Connectivity estimation of scalp electrodes after preprocessing. Application to seizure detection.

Different works using intracranial EEG recordings have demonstrated that the process of seizure generation is associated with a certain synchronization of groups of neurons. This synchronization can be estimated by parametric methods (AR model based coherence, directed transfer function, partial directed coherence) and non parametric methods (linear and nonlinear regression). However, despite the signals attenuation and noise or artefacts that contaminate traditional scalp EEG recordings, some works have found that is possible to detect this neural synchronization in scalp recordings.

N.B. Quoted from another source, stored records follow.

//! The public-facing boundary component.
//!
//! A boundary wraps one subtree. While intact it renders the subtree
//! verbatim; once a render failure is captured it renders the configured
//! fallback instead, forever: a boundary instance never heals, remounting
//! is the only way back. Live (browser) runtimes drive the failure capture
//! through the host's lifecycle hook; static (server) runtimes delegate the
//! whole render to [`ServerRenderer`], where failures surface synchronously
//! inside the serialize call and the hook is never reached.

use std::rc::Rc;

use serde::{Deserialize, Serialize};
use tracing::{debug, error, warn};

use crate::error::SubtreeFailure;
use crate::host::{Host, LegacyContextTypes, LegacyValues};
use crate::server::ServerRenderer;

/// Runtime the boundary renders in. Fixed per mounted boundary.
///
/// `detect` is the compile-time analog of checking for a browser global
/// once at load time: the `wasm32` target is the browser runtime,
/// everything else pre-renders static markup.
#[derive(Debug, Clone, Copy, PartialEq, Eq, Serialize, Deserialize)]
#[serde(rename_all = "lowercase")]
pub enum RenderMode {
    /// Live render pass driven by the host lifecycle.
    Live,
    /// Static pre-render to markup.
    Static,
}

impl RenderMode {
    pub fn detect() -> Self {
        if cfg!(target_arch = "wasm32") {
            RenderMode::Live
        } else {
            RenderMode::Static
        }
    }
}

impl Default for RenderMode {
    fn default() -> Self {
        Self::detect()
    }
}

/// What the boundary renders while intact. The caller picks the entry
/// point; the boundary never inspects types at runtime.
pub enum Children<N> {
    /// A fixed subtree, yielded to the host at most once.
    Element(Option<N>),
    /// A render function. Receives the captured failure view, which is
    /// always absent while the boundary is intact; the parameter exists for
    /// signature parity with fallback renderers.
    Render(Box<dyn Fn(Option<&SubtreeFailure>) -> N>),
}

impl<N> Children<N> {
    pub fn element(node: N) -> Self {
        Children::Element(Some(node))
    }

    pub fn render(render: impl Fn(Option<&SubtreeFailure>) -> N + 'static) -> Self {
        Children::Render(Box::new(render))
    }

    fn produce<H: Host<Node = N>>(&mut self, host: &H) -> N {
        match self {
            Children::Element(slot) => slot.take().unwrap_or_else(|| {
                warn!("Child element already yielded; rendering nothing");
                host.empty()
            }),
            Children::Render(render) => render(None),
        }
    }
}

/// What the boundary renders after a captured failure.
pub enum Fallback<N> {
    /// Render nothing. The default.
    Empty,
    /// A fixed element, yielded to the host at most once.
    Element(Option<N>),
    /// Invoked with the captured failure when the pathway has one.
    Render(Box<dyn Fn(Option<&SubtreeFailure>) -> N>),
}

impl<N> Fallback<N> {
    pub fn element(node: N) -> Self {
        Fallback::Element(Some(node))
    }

    pub fn render(render: impl Fn(Option<&SubtreeFailure>) -> N + 'static) -> Self {
        Fallback::Render(Box::new(render))
    }

    pub(crate) fn produce<H: Host<Node = N>>(
        &mut self,
        failure: Option<&SubtreeFailure>,
        host: &H,
    ) -> N {
        match self {
            Fallback::Empty => host.empty(),
            Fallback::Element(slot) => slot.take().unwrap_or_else(|| {
                warn!("Fallback element already yielded; rendering nothing");
                host.empty()
            }),
            Fallback::Render(render) => render(failure),
        }
    }
}

impl<N> Default for Fallback<N> {
    fn default() -> Self {
        Fallback::Empty
    }
}

/// Failure phase of one mounted boundary. `Failed` is terminal.
#[derive(Debug)]
pub enum Phase {
    Intact,
    Failed(SubtreeFailure),
}

/// Builds boundary instances, pre-configured for a set of legacy channels.
pub struct BoundaryFactory {
    legacy_types: LegacyContextTypes,
}

impl BoundaryFactory {
    /// Boundary with no legacy channels declared.
    pub fn new() -> Self {
        Self::with_context(LegacyContextTypes::new())
    }

    /// Boundary variant that passes the given legacy channels through the
    /// static pre-render.
    pub fn with_context(legacy_types: LegacyContextTypes) -> Self {
        Self { legacy_types }
    }

    /// Instantiate a boundary at its mount position.
    ///
    /// `visible_legacy` is the legacy context the host reports at that
    /// position; only declared channels are captured, and each declared
    /// validator runs against the value it captures. Validators are
    /// markers, not gates: a mismatch is logged, never fatal.
    pub fn mount<H: Host>(
        &self,
        host: Rc<H>,
        children: Children<H::Node>,
        fallback: Fallback<H::Node>,
        visible_legacy: &LegacyValues,
        mode: RenderMode,
    ) -> Boundary<H> {
        let mut inherited = LegacyValues::new();
        for (name, validate) in &self.legacy_types {
            match visible_legacy.get(name) {
                Some(value) => {
                    if !validate(value) {
                        warn!(channel = %name, "Inherited legacy value failed its declared validator");
                    }
                    inherited.insert(name.clone(), Rc::clone(value));
                }
                None => {
                    debug!(channel = %name, "Declared legacy channel not provided at mount position");
                }
            }
        }

        Boundary {
            host,
            mode,
            children,
            fallback,
            inherited_legacy: inherited,
            phase: Phase::Intact,
        }
    }
}

impl Default for BoundaryFactory {
    fn default() -> Self {
        Self::new()
    }
}

/// One mounted boundary instance.
pub struct Boundary<H: Host> {
    host: Rc<H>,
    mode: RenderMode,
    children: Children<H::Node>,
    fallback: Fallback<H::Node>,
    inherited_legacy: LegacyValues,
    phase: Phase,
}

impl<H: Host> Boundary<H> {
    /// Host lifecycle hook: a live render pass caught a descendant failure.
    /// The first failure wins; later reports are ignored.
    pub fn on_render_failure(&mut self, failure: SubtreeFailure) {
        match self.phase {
            Phase::Intact => {
                error!(error = %failure, trace = ?failure.trace, "Captured subtree render failure");
                self.phase = Phase::Failed(failure);
            }
            Phase::Failed(_) => {
                debug!("Boundary already failed; ignoring duplicate failure report");
            }
        }
    }

    pub fn phase(&self) -> &Phase {
        &self.phase
    }

    /// The failure captured by the lifecycle hook, if any.
    pub fn failure(&self) -> Option<&SubtreeFailure> {
        match &self.phase {
            Phase::Intact => None,
            Phase::Failed(failure) => Some(failure),
        }
    }

    pub fn mode(&self) -> RenderMode {
        self.mode
    }

    /// Legacy values captured at the mount position, filtered to the
    /// declared channels.
    pub fn inherited_legacy(&self) -> &LegacyValues {
        &self.inherited_legacy
    }

    /// Live render contract: children verbatim while intact, fallback
    /// output once failed.
    pub fn render_live(&mut self) -> H::Node {
        let Boundary {
            host,
            children,
            fallback,
            phase,
            ..
        } = self;

        match &*phase {
            Phase::Intact => children.produce(host.as_ref()),
            Phase::Failed(failure) => fallback.produce(Some(failure), host.as_ref()),
        }
    }

    pub(crate) fn take_children(&mut self) -> H::Node {
        let Boundary { host, children, .. } = self;
        children.produce(host.as_ref())
    }

    pub(crate) fn take_fallback(&mut self) -> Fallback<H::Node> {
        std::mem::take(&mut self.fallback)
    }
}

impl<H> Boundary<H>
where
    H: Host + 'static,
    H::Node: 'static,
{
    /// Render for the boundary's mode: the live contract, or delegation to
    /// the server renderer.
    pub fn render(&mut self, server: &ServerRenderer<H>) -> H::Node {
        match self.mode {
            RenderMode::Live => self.render_live(),
            RenderMode::Static => server.render(self),
        }
    }
}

From here, various researches using scalp recordings have applied band pass filters in electrophysiological range or they even have excluded the noisiest electrodes as preprocessing method. The blind source separation (BSS) is a recently successful method for artefacts elimination. The goal of BSS is to recover the original sources (brain and artefactual sources), given only sensor observations. The artefactual sources are removed and the EEG is reconstructed with the brain sources only. In this communication we propose and evaluate a preprocessing method of real seizure EEG designed to improve connectivity estimation. The first step consists in source separation, followed by automatic source classification and “clean” EEG reconstruction. The reconstructed EEG is then used to estimate connectivity patterns. We show that the proposed technique improves the seizure detection, compared to similar connectivity methods applied without preprocessing.